Commentary
A horse is a horse, of course, of course
By Mark W. Mayfield
My wife and I are engaged in an ongoing domestic debate concerning the irrelevance of horses in these modern times. I say that horses are useless antique manure factories that will have no place in the Brave New World of the next millennium. My wife, who has two useless antique manure factories of her own, says that horses are incredibly intelligent creatures who, if blessed with the gift of speech, could eliminate the risk of global conflict, discover a cure for the common cold, solve that pesky Y2K computer problem and wage a successful bid for the U.S. presidency.
I say that a certain horse named Mr. Ed was blessed with the gift of speech, but he was still a lazy, unemployed slacker who survived by mooching off a dim-witted human. She says that Mr. Ed was just a dumb TV show.
I say that horses are rapidly depleting the earth's dwindling supply of livestock food, which should be reserved for essential farm animals--i.e., those that contain or produce ingredients for pizza, poultry nuggets, curly fries, cheeseburgers, diet soft drinks, bacon, corn dogs, tacos, cookie dough, footballs and auto upholstery. She says that I'm rapidly depleting her dwindling supply of wifely patience.
I say that any creature that casually poops without embarrassment or remorse has the intellectual potential of ketchup. She says that indiscriminate pooping is a normal, natural, instinctive activity that replenishes the earth with vital nutrients.
I say that I'll remind her of that statement whenever one of our cats does a normal, natural, instinctive activity in her flower beds. She says that such a juvenile comment proves that I'm full of a normal, natural, instinctive activity. I say that sticks and stones can break my bones but words will never hurt me. She says that I'm an immature, insensitive, ignorant horse hater.
I say that I'm not insensitive. She says that I should be mowing the lawn instead of whining about horses. I say that while she's preoccupied with my mowing schedule, her flower beds are being inundated by a large number of normal, natural, instinctive activities.
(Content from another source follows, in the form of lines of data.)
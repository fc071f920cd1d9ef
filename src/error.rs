use actix_web::{HttpResponse, ResponseError};
use serde_json::json;
use thiserror::Error;

pub type AppResult<T> = Result<T, AppError>;

#[derive(Error, Debug)]
pub enum AppError {
    #[error("Database error: {0}")]
    DatabaseError(#[from] sea_orm::DbErr),

    #[error("Validation error: {0}")]
    ValidationError(String),

    #[error("Auth error: {0}")]
    AuthError(String),

    #[error("Not found: {0}")]
    NotFound(String),

    #[error("Forbidden: {0}")]
    Forbidden(String),

    #[error("Conflict: {0}")]
    Conflict(String),

    #[error("Your cart is empty")]
    EmptyCart,

    #[error("Not enough stock for '{title}'. Available: {available}, Requested: {requested}")]
    InsufficientStock {
        title: String,
        available: i32,
        requested: i32,
    },

    #[error("Invalid order status transition: {0}")]
    InvalidTransition(String),

    #[error("External API error: {0}")]
    ExternalApiError(String),

    #[error("Mail error: {0}")]
    MailError(#[from] lettre::transport::smtp::Error),

    #[error("Internal server error: {0}")]
    InternalError(String),

    #[error("JWT error: {0}")]
    JwtError(#[from] jsonwebtoken::errors::Error),

    #[error("HTTP request error: {0}")]
    ReqwestError(#[from] reqwest::Error),

    #[error("JSON serialization/deserialization error: {0}")]
    SerdeJsonError(#[from] serde_json::Error),
}

impl ResponseError for AppError {
    fn error_response(&self) -> HttpResponse {
        let (status_code, error_code, message) = match self {
            AppError::ValidationError(msg) => {
                log::warn!("Validation error: {msg}");
                (
                    actix_web::http::StatusCode::BAD_REQUEST,
                    "VALIDATION_ERROR",
                    msg.clone(),
                )
            }
            AppError::AuthError(msg) => {
                log::warn!("Authentication error: {msg}");
                (
                    actix_web::http::StatusCode::UNAUTHORIZED,
                    "AUTH_ERROR",
                    msg.clone(),
                )
            }
            AppError::NotFound(msg) => (
                actix_web::http::StatusCode::NOT_FOUND,
                "NOT_FOUND",
                msg.clone(),
            ),
            AppError::Forbidden(msg) => {
                log::warn!("Forbidden: {msg}");
                (
                    actix_web::http::StatusCode::FORBIDDEN,
                    "FORBIDDEN",
                    msg.clone(),
                )
            }
            AppError::Conflict(msg) => (
                actix_web::http::StatusCode::CONFLICT,
                "CONFLICT",
                msg.clone(),
            ),
            AppError::EmptyCart => (
                actix_web::http::StatusCode::BAD_REQUEST,
                "EMPTY_CART",
                self.to_string(),
            ),
            AppError::InsufficientStock { .. } => (
                actix_web::http::StatusCode::BAD_REQUEST,
                "INSUFFICIENT_STOCK",
                self.to_string(),
            ),
            AppError::InvalidTransition(msg) => (
                actix_web::http::StatusCode::BAD_REQUEST,
                "INVALID_TRANSITION",
                msg.clone(),
            ),
            AppError::ExternalApiError(msg) => {
                log::error!("External API error: {msg}");
                (
                    actix_web::http::StatusCode::BAD_GATEWAY,
                    "EXTERNAL_API_ERROR",
                    msg.clone(),
                )
            }
            AppError::DatabaseError(err) => {
                log::error!("Database error: {err}");
                (
                    actix_web::http::StatusCode::INTERNAL_SERVER_ERROR,
                    "DATABASE_ERROR",
                    "Database error".to_string(),
                )
            }
            AppError::MailError(err) => {
                log::error!("Mail error: {err}");
                (
                    actix_web::http::StatusCode::BAD_GATEWAY,
                    "MAIL_ERROR",
                    "Failed to send email".to_string(),
                )
            }
            _ => {
                log::error!("Internal error: {self}");
                (
                    actix_web::http::StatusCode::INTERNAL_SERVER_ERROR,
                    "INTERNAL_ERROR",
                    "Internal server error".to_string(),
                )
            }
        };

        HttpResponse::build(status_code).json(json!({
            "success": false,
            "error": {
                "code": error_code,
                "message": message
            }
        }))
    }
}
use crate::entities::{
    book_entity as books, book_image_entity as book_images, cart_entity as carts,
    cart_item_entity as cart_items,
};
use crate::error::{AppError, AppResult};
use crate::models::*;
use chrono::Utc;
use sea_orm::{
    ActiveModelTrait, ColumnTrait, DatabaseConnection, EntityTrait, IntoActiveModel, ModelTrait,
    QueryFilter, Set,
};
use std::collections::HashMap;

#[derive(Clone)]
pub struct CartService {
    pool: DatabaseConnection,
}

impl CartService {
    pub fn new(pool: DatabaseConnection) -> Self {
        Self { pool }
    }

    pub async fn get_cart(&self, member_id: i64) -> AppResult<CartResponse> {
        let Some(cart) = carts::Entity::find()
            .filter(carts::Column::MemberId.eq(member_id))
            .one(&self.pool)
            .await?
        else {
            return Ok(CartResponse { items: Vec::new() });
        };

        let items = cart_items::Entity::find()
            .filter(cart_items::Column::CartId.eq(cart.id))
            .all(&self.pool)
            .await?;
        if items.is_empty() {
            return Ok(CartResponse { items: Vec::new() });
        }

        let book_ids: Vec<i64> = items.iter().map(|i| i.book_id).collect();
        let book_map: HashMap<i64, books::Model> = books::Entity::find()
            .filter(books::Column::Id.is_in(book_ids.clone()))
            .all(&self.pool)
            .await?
            .into_iter()
            .map(|b| (b.id, b))
            .collect();

        let mut images_by_book: HashMap<i64, Vec<String>> = HashMap::new();
        for image in book_images::Entity::find()
            .filter(book_images::Column::BookId.is_in(book_ids))
            .all(&self.pool)
            .await?
        {
            images_by_book
                .entry(image.book_id)
                .or_default()
                .push(image.url);
        }

        let items = items
            .into_iter()
            .filter_map(|item| {
                let book = book_map.get(&item.book_id)?;
                Some(CartItemResponse {
                    book_id: book.id,
                    title: book.title.clone(),
                    price: book.price,
                    quantity: item.quantity,
                    images: images_by_book.remove(&book.id).unwrap_or_default(),
                })
            })
            .collect();

        Ok(CartResponse { items })
    }

    pub async fn add_to_cart(&self, member_id: i64, request: AddToCartRequest) -> AppResult<()> {
        if request.quantity < 1 {
            return Err(AppError::ValidationError(
                "Quantity must be at least 1".to_string(),
            ));
        }

        let book = books::Entity::find_by_id(request.book_id)
            .one(&self.pool)
            .await?
            .ok_or_else(|| AppError::NotFound("Book not found".to_string()))?;

        if book.stock < request.quantity {
            return Err(AppError::InsufficientStock {
                title: book.title,
                available: book.stock,
                requested: request.quantity,
            });
        }

        let now = Utc::now();

        // lazily create the member's cart on first add
        let cart = match carts::Entity::find()
            .filter(carts::Column::MemberId.eq(member_id))
            .one(&self.pool)
            .await?
        {
            Some(cart) => cart,
            None => {
                carts::ActiveModel {
                    member_id: Set(member_id),
                    created_at: Set(now),
                    updated_at: Set(now),
                    ..Default::default()
                }
                .insert(&self.pool)
                .await?
            }
        };

        let existing = cart_items::Entity::find()
            .filter(cart_items::Column::CartId.eq(cart.id))
            .filter(cart_items::Column::BookId.eq(request.book_id))
            .one(&self.pool)
            .await?;

        match existing {
            Some(item) => {
                let new_quantity = item.quantity + request.quantity;
                if new_quantity > book.stock {
                    return Err(AppError::InsufficientStock {
                        title: book.title,
                        available: book.stock,
                        requested: new_quantity,
                    });
                }
                let mut model = item.into_active_model();
                model.quantity = Set(new_quantity);
                model.updated_at = Set(now);
                model.update(&self.pool).await?;
            }
            None => {
                cart_items::ActiveModel {
                    cart_id: Set(cart.id),
                    book_id: Set(request.book_id),
                    quantity: Set(request.quantity),
                    date_added: Set(now),
                    updated_at: Set(now),
                    ..Default::default()
                }
                .insert(&self.pool)
                .await?;
            }
        }

        let mut cart_model = cart.into_active_model();
        cart_model.updated_at = Set(now);
        cart_model.update(&self.pool).await?;

        Ok(())
    }

    pub async fn update_quantity(
        &self,
        member_id: i64,
        book_id: i64,
        request: UpdateCartRequest,
    ) -> AppResult<()> {
        if request.quantity < 1 {
            return Err(AppError::ValidationError(
                "Quantity must be at least 1".to_string(),
            ));
        }

        let (item, book) = self.find_member_item(member_id, book_id).await?;

        if book.stock < request.quantity {
            return Err(AppError::InsufficientStock {
                title: book.title,
                available: book.stock,
                requested: request.quantity,
            });
        }

        let mut model = item.into_active_model();
        model.quantity = Set(request.quantity);
        model.updated_at = Set(Utc::now());
        model.update(&self.pool).await?;

        Ok(())
    }

    pub async fn remove_item(&self, member_id: i64, book_id: i64) -> AppResult<()> {
        let (item, _) = self.find_member_item(member_id, book_id).await?;
        item.delete(&self.pool).await?;
        Ok(())
    }

    pub async fn clear_cart(&self, member_id: i64) -> AppResult<()> {
        let Some(cart) = carts::Entity::find()
            .filter(carts::Column::MemberId.eq(member_id))
            .one(&self.pool)
            .await?
        else {
            return Ok(());
        };

        cart_items::Entity::delete_many()
            .filter(cart_items::Column::CartId.eq(cart.id))
            .exec(&self.pool)
            .await?;

        Ok(())
    }

    async fn find_member_item(
        &self,
        member_id: i64,
        book_id: i64,
    ) -> AppResult<(cart_items::Model, books::Model)> {
        let cart = carts::Entity::find()
            .filter(carts::Column::MemberId.eq(member_id))
            .one(&self.pool)
            .await?
            .ok_or_else(|| AppError::NotFound("Item not found in cart".to_string()))?;

        let item = cart_items::Entity::find()
            .filter(cart_items::Column::CartId.eq(cart.id))
            .filter(cart_items::Column::BookId.eq(book_id))
            .one(&self.pool)
            .await?
            .ok_or_else(|| AppError::NotFound("Item not found in cart".to_string()))?;

        let book = books::Entity::find_by_id(item.book_id)
            .one(&self.pool)
            .await?
            .ok_or_else(|| AppError::NotFound("Book not found".to_string()))?;

        Ok((item, book))
    }
}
She says that it's a waste of time to argue with a 40-year-old man who keeps abreast of current events by watching the Cartoon Channel.
I say that I really don't care what she thinks about my watching the Cartoon Channel, and besides, she uses too much butter when she cooks. She says, "I hope you enjoy spending the night on the sofa." I say, "Can't we discuss this like adults, sweetums?"
Unfortunately, my wife was destined to be a horse lover. She was born and raised in a rural area where hard-working, agriculturally minded folks have an inherent fondness for large animals with indiscriminate pooping habits.
The facts, however, are undeniable. We don't need horses for transportation because cars travel faster, carry more luggage, have better radios and usually include handy built-in cup-holders.
We don't need horses for battle because they're easily disabled by grenades, cruise missiles, laser-guided bombs and other high-tech weapons of modern warfare. We don't even need horses for farming because tractors do a much better job, and they don't stop to poop on the crops.
Of course, completely outlawing a species is out of the question, but I do believe that our government should enact tough new legislation to strictly limit the production of new horses and closely regulate the use of existing ones. Horses for recreational purposes would be allowed only at remote mountainous locations, where consenting adults over the age of 21 could satisfy their occasional urges to interact with stinky, incontinent livestock. (Certain well-mannered horses would still be permitted to appear in rodeos, parades, races and those heartwarming holiday beer commercials.)
Furthermore, this legislation would ban horses from schools, churches, malls, theaters, video arcades, the Internet and any other place where they could develop unproductive relationships with America's innocent children.
After all, our nation can't afford to allow its future leaders to waste time with animals that can't even catch a Frisbee.